Data to examine:

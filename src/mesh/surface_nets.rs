//! Surface Nets isosurface extraction.
//!
//! Converts a signed density grid into an indexed triangle mesh with one
//! vertex per sign-changing cell (contrast Marching Cubes, which emits a
//! vertex per crossed edge). Density convention: negative = inside solid,
//! zero-or-positive = air. Faces wind so normals point from solid to air.
//!
//! Cells inside a configurable border band still contribute vertices and
//! normal accumulation, but their faces are dropped from the final index
//! list: chunked callers duplicate a few voxel layers from each neighbor
//! so the seam vertices and normals match, and the neighbor owns the
//! surface there.

use crate::core::types::Vec3;
use crate::mesh::data::MeshData;

/// The 12 cube edges as pairs of corner indices.
/// Corner `k` sits at offset `(k & 1, k >> 1 & 1, k >> 2 & 1)`.
const CUBE_EDGES: [usize; 24] = cube_edges();

/// Maps an 8-bit corner-sign mask to the 12-bit set of crossed edges.
const EDGE_TABLE: [u16; 256] = edge_table();

const fn cube_edges() -> [usize; 24] {
    let mut edges = [0usize; 24];
    let mut n = 0;
    let mut corner = 0;
    while corner < 8 {
        let mut axis_bit = 1;
        while axis_bit <= 4 {
            let other = corner ^ axis_bit;
            if corner < other {
                edges[n] = corner;
                edges[n + 1] = other;
                n += 2;
            }
            axis_bit <<= 1;
        }
        corner += 1;
    }
    edges
}

const fn edge_table() -> [u16; 256] {
    let mut table = [0u16; 256];
    let mut mask = 0;
    while mask < 256 {
        let mut crossed = 0u16;
        let mut edge = 0;
        while edge < 12 {
            let a = (mask >> CUBE_EDGES[edge * 2]) & 1;
            let b = (mask >> CUBE_EDGES[edge * 2 + 1]) & 1;
            if a != b {
                crossed |= 1 << edge;
            }
            edge += 1;
        }
        table[mask] = crossed;
        mask += 1;
    }
    table
}

#[inline]
fn corner_offset(corner: usize) -> Vec3 {
    Vec3::new(
        (corner & 1) as f32,
        ((corner >> 1) & 1) as f32,
        ((corner >> 2) & 1) as f32,
    )
}

/// Extract the zero isosurface of `density` over a grid of `dims`
/// `(width, height, depth)` voxels, indexed `x + y*W + z*W*H`.
///
/// `weights` is either empty or a parallel per-voxel material array; when
/// present it is interpolated to one value per vertex. `border` gives the
/// per-axis width of the band whose faces are discarded after normal
/// accumulation; pass `[0, 0, 0]` to keep every face.
///
/// A grid with no sign change produces an empty mesh. Mismatched slice
/// lengths are a caller bug and panic.
pub fn extract(
    density: &[f32],
    weights: &[Vec3],
    dims: (usize, usize, usize),
    border: [usize; 3],
) -> MeshData {
    let (w, h, d) = dims;
    assert!(w >= 2 && h >= 2 && d >= 2, "grid {dims:?} too small to extract");
    assert_eq!(density.len(), w * h * d, "density length does not match dims {dims:?}");
    let has_weights = !weights.is_empty();
    if has_weights {
        assert_eq!(weights.len(), w * h * d, "weights length does not match dims {dims:?}");
    }

    let strides = [1usize, w, w * h];

    let mut positions: Vec<Vec3> = Vec::new();
    let mut vertex_weights: Vec<Vec3> = Vec::new();
    // Dense cell-stride -> vertex-index table for O(1) face assembly.
    let mut stride_to_index: Vec<u32> = vec![u32::MAX; w * h * d];
    let mut triangles: Vec<[u32; 3]> = Vec::new();
    let mut keep: Vec<bool> = Vec::new();

    for z in 0..d - 1 {
        for y in 0..h - 1 {
            for x in 0..w - 1 {
                let stride = x + y * w + z * w * h;

                let mut corner_density = [0.0f32; 8];
                let mut mask = 0usize;
                for k in 0..8 {
                    let ci = stride
                        + (k & 1) * strides[0]
                        + ((k >> 1) & 1) * strides[1]
                        + ((k >> 2) & 1) * strides[2];
                    let g = density[ci];
                    corner_density[k] = g;
                    if g < 0.0 {
                        mask |= 1 << k;
                    }
                }
                // Entirely solid or entirely air: no surface here.
                if mask == 0x00 || mask == 0xff {
                    continue;
                }

                let crossed = EDGE_TABLE[mask];

                let mut position_sum = Vec3::ZERO;
                let mut weight_sum = Vec3::ZERO;
                let mut crossings = 0u32;
                for edge in 0..12 {
                    if crossed & (1 << edge) == 0 {
                        continue;
                    }
                    let c0 = CUBE_EDGES[edge * 2];
                    let c1 = CUBE_EDGES[edge * 2 + 1];
                    let g0 = corner_density[c0];
                    let g1 = corner_density[c1];
                    let denom = g0 - g1;
                    if denom == 0.0 {
                        // Equal corner values: no resolvable crossing.
                        continue;
                    }
                    let t = g0 / denom;
                    let p0 = corner_offset(c0);
                    let p1 = corner_offset(c1);
                    position_sum += p0 + (p1 - p0) * t;
                    if has_weights {
                        let ci0 = stride
                            + (c0 & 1) * strides[0]
                            + ((c0 >> 1) & 1) * strides[1]
                            + ((c0 >> 2) & 1) * strides[2];
                        let ci1 = stride
                            + (c1 & 1) * strides[0]
                            + ((c1 >> 1) & 1) * strides[1]
                            + ((c1 >> 2) & 1) * strides[2];
                        weight_sum += weights[ci0].lerp(weights[ci1], t);
                    }
                    crossings += 1;
                }
                if crossings == 0 {
                    continue;
                }

                let inv = 1.0 / crossings as f32;
                let vertex = Vec3::new(x as f32, y as f32, z as f32) + position_sum * inv;
                let index = positions.len() as u32;
                positions.push(vertex);
                if has_weights {
                    vertex_weights.push(weight_sum * inv);
                }
                stride_to_index[stride] = index;

                let in_border = x < border[0] || x >= w - border[0]
                    || y < border[1] || y >= h - border[1]
                    || z < border[2] || z >= d - border[2];

                // One face per principal axis whose min-corner edge crosses.
                let cell = [x, y, z];
                for axis in 0..3 {
                    if crossed & (1 << axis) == 0 {
                        continue;
                    }
                    let iu = (axis + 1) % 3;
                    let iv = (axis + 2) % 3;
                    // The quad's other three vertices live at -iu/-iv
                    // neighbors, which only exist away from the low faces.
                    if cell[iu] == 0 || cell[iv] == 0 {
                        continue;
                    }
                    let du = strides[iu];
                    let dv = strides[iv];
                    let v0 = stride_to_index[stride];
                    let v1 = stride_to_index[stride - du];
                    let v2 = stride_to_index[stride - du - dv];
                    let v3 = stride_to_index[stride - dv];
                    if v1 == u32::MAX || v2 == u32::MAX || v3 == u32::MAX {
                        continue;
                    }
                    // Corner-0 solidity decides winding so the surface
                    // faces from solid toward air.
                    let quad = if mask & 1 != 0 {
                        [v0, v1, v2, v3]
                    } else {
                        [v0, v3, v2, v1]
                    };
                    triangles.push([quad[0], quad[1], quad[2]]);
                    triangles.push([quad[0], quad[2], quad[3]]);
                    keep.push(!in_border);
                    keep.push(!in_border);
                }
            }
        }
    }

    // Accumulate smooth normals over the full triangle list, border faces
    // included, so seam vertices see their true local neighborhood.
    let mut normals = vec![Vec3::ZERO; positions.len()];
    for tri in &triangles {
        let [a, b, c] = *tri;
        let e1 = positions[b as usize] - positions[a as usize];
        let e2 = positions[c as usize] - positions[a as usize];
        let n = e1.cross(e2);
        normals[a as usize] += n;
        normals[b as usize] += n;
        normals[c as usize] += n;
    }
    for n in &mut normals {
        let len = n.length();
        if len > f32::EPSILON {
            *n /= len;
        } else {
            *n = Vec3::Y;
        }
    }

    let mut indices = Vec::with_capacity(triangles.len() * 3);
    for (tri, kept) in triangles.iter().zip(&keep) {
        if *kept {
            indices.extend_from_slice(tri);
        }
    }

    MeshData {
        positions,
        normals,
        weights: vertex_weights,
        indices,
    }
}

#[cfg(test)]
mod tests {
    use super::*;
    use std::collections::HashMap;

    fn fill<F: Fn(f32, f32, f32) -> f32>(dims: (usize, usize, usize), f: F) -> Vec<f32> {
        let (w, h, d) = dims;
        let mut density = vec![0.0; w * h * d];
        for z in 0..d {
            for y in 0..h {
                for x in 0..w {
                    density[x + y * w + z * w * h] = f(x as f32, y as f32, z as f32);
                }
            }
        }
        density
    }

    #[test]
    fn test_edge_table_symmetry() {
        // Inverting every corner sign crosses the exact same edges.
        for mask in 0..256usize {
            assert_eq!(EDGE_TABLE[mask], EDGE_TABLE[!mask & 0xff], "mask {mask:#04x}");
        }
    }

    #[test]
    fn test_edge_table_extremes() {
        assert_eq!(EDGE_TABLE[0x00], 0);
        assert_eq!(EDGE_TABLE[0xff], 0);
        // Only corner 0 solid: exactly its three incident edges cross.
        assert_eq!(EDGE_TABLE[0x01].count_ones(), 3);
    }

    #[test]
    fn test_cube_edges_are_axis_pairs() {
        for e in 0..12 {
            let a = CUBE_EDGES[e * 2];
            let b = CUBE_EDGES[e * 2 + 1];
            let diff = a ^ b;
            assert!(diff == 1 || diff == 2 || diff == 4, "edge {e} spans corners {a},{b}");
        }
    }

    #[test]
    fn test_uniform_grids_produce_no_surface() {
        let dims = (6, 6, 6);
        let solid = vec![-1.0; 216];
        let air = vec![1.0; 216];
        assert!(extract(&solid, &[], dims, [0; 3]).is_empty());
        assert!(extract(&air, &[], dims, [0; 3]).is_empty());
    }

    #[test]
    fn test_sphere_is_closed_manifold() {
        let dims = (8, 8, 8);
        let center = 3.5;
        let radius = 2.5;
        let density = fill(dims, |x, y, z| {
            let dx = x - center;
            let dy = y - center;
            let dz = z - center;
            (dx * dx + dy * dy + dz * dz).sqrt() - radius
        });
        let mesh = extract(&density, &[], dims, [0; 3]);

        assert!(mesh.vertex_count() > 0);
        assert!(mesh.triangle_count() > 0);

        // Every undirected edge must be shared by exactly two triangles.
        let mut edge_uses: HashMap<(u32, u32), u32> = HashMap::new();
        for tri in mesh.indices.chunks(3) {
            for (a, b) in [(tri[0], tri[1]), (tri[1], tri[2]), (tri[2], tri[0])] {
                let key = (a.min(b), a.max(b));
                *edge_uses.entry(key).or_insert(0) += 1;
            }
        }
        for (edge, uses) in &edge_uses {
            assert_eq!(*uses, 2, "edge {edge:?} used {uses} times");
        }
    }

    #[test]
    fn test_sphere_normals_unit_length_and_outward() {
        let dims = (8, 8, 8);
        let center = Vec3::splat(3.5);
        let density = fill(dims, |x, y, z| (Vec3::new(x, y, z) - center).length() - 2.5);
        let mesh = extract(&density, &[], dims, [0; 3]);

        let mut referenced = vec![false; mesh.vertex_count()];
        for &i in &mesh.indices {
            referenced[i as usize] = true;
        }
        for (i, n) in mesh.normals.iter().enumerate() {
            if !referenced[i] {
                continue;
            }
            assert!((n.length() - 1.0).abs() < 1e-5, "normal {i} not unit length");
            // Outward from the sphere: normal roughly parallel to the radius.
            let radial = (mesh.positions[i] - center).normalize();
            assert!(n.dot(radial) > 0.5, "normal {i} points inward");
        }
    }

    #[test]
    fn test_flat_floor_faces_up() {
        let dims = (10, 10, 10);
        let density = fill(dims, |_, y, _| y - 4.5);
        let mesh = extract(&density, &[], dims, [0; 3]);

        assert!(!mesh.is_empty());
        let mut referenced = vec![false; mesh.vertex_count()];
        for &i in &mesh.indices {
            referenced[i as usize] = true;
        }
        for (i, n) in mesh.normals.iter().enumerate() {
            if referenced[i] {
                assert!(n.y > 0.99, "floor normal {n:?} does not face air");
            }
        }
        // Surface sits at the zero crossing between y=4 and y=5.
        for (i, p) in mesh.positions.iter().enumerate() {
            if referenced[i] {
                assert!((p.y - 4.5).abs() < 1e-3);
            }
        }
    }

    #[test]
    fn test_border_faces_are_discarded() {
        let dims = (10, 6, 10);
        let density = fill(dims, |_, y, _| y - 2.5);
        let full = extract(&density, &[], dims, [0; 3]);
        let trimmed = extract(&density, &[], dims, [2, 0, 2]);

        assert!(trimmed.triangle_count() > 0);
        assert!(trimmed.triangle_count() < full.triangle_count());
        // Vertices are untouched by the discard pass.
        assert_eq!(trimmed.vertex_count(), full.vertex_count());

        // Surviving faces come only from owned cells: with a flat floor,
        // every kept triangle references vertices at x,z in [2, dims-2].
        for &i in &trimmed.indices {
            let p = trimmed.positions[i as usize];
            assert!(p.x >= 1.0 && p.x <= 8.0, "kept face leaks into border at {p:?}");
            assert!(p.z >= 1.0 && p.z <= 8.0, "kept face leaks into border at {p:?}");
        }
    }

    #[test]
    fn test_weights_interpolated_per_vertex() {
        let dims = (6, 6, 6);
        let density = fill(dims, |_, y, _| y - 2.5);
        let weights: Vec<Vec3> = (0..216).map(|i| {
            let y = (i / 6) % 6;
            if y <= 2 { Vec3::new(1.0, 0.0, 0.0) } else { Vec3::new(0.0, 1.0, 0.0) }
        }).collect();
        let mesh = extract(&density, &weights, dims, [0; 3]);

        assert_eq!(mesh.weights.len(), mesh.vertex_count());
        for w in &mesh.weights {
            // Crossing halfway between the two bands blends them evenly.
            assert!((w.x - 0.5).abs() < 1e-4);
            assert!((w.y - 0.5).abs() < 1e-4);
        }
    }

    #[test]
    fn test_empty_weights_pass_through() {
        let dims = (6, 6, 6);
        let density = fill(dims, |_, y, _| y - 2.5);
        let mesh = extract(&density, &[], dims, [0; 3]);
        assert!(!mesh.is_empty());
        assert!(mesh.weights.is_empty());
    }

    #[test]
    #[should_panic(expected = "density length")]
    fn test_mismatched_density_length_panics() {
        extract(&[0.0; 10], &[], (4, 4, 4), [0; 3]);
    }

    #[test]
    #[should_panic(expected = "too small")]
    fn test_degenerate_dims_panic() {
        extract(&[0.0; 4], &[], (4, 1, 1), [0; 3]);
    }
}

Problem: Beginning with the line that has "let n = e1.cross(e2);" and ending with the line that has "use std::collections::HashMap;", set down the lines above exactly and include no others.

The answer:
        let n = e1.cross(e2);
        normals[a as usize] += n;
        normals[b as usize] += n;
        normals[c as usize] += n;
    }
    for n in &mut normals {
        let len = n.length();
        if len > f32::EPSILON {
            *n /= len;
        } else {
            *n = Vec3::Y;
        }
    }

    let mut indices = Vec::with_capacity(triangles.len() * 3);
    for (tri, kept) in triangles.iter().zip(&keep) {
        if *kept {
            indices.extend_from_slice(tri);
        }
    }

    MeshData {
        positions,
        normals,
        weights: vertex_weights,
        indices,
    }
}

#[cfg(test)]
mod tests {
    use super::*;
    use std::collections::HashMap;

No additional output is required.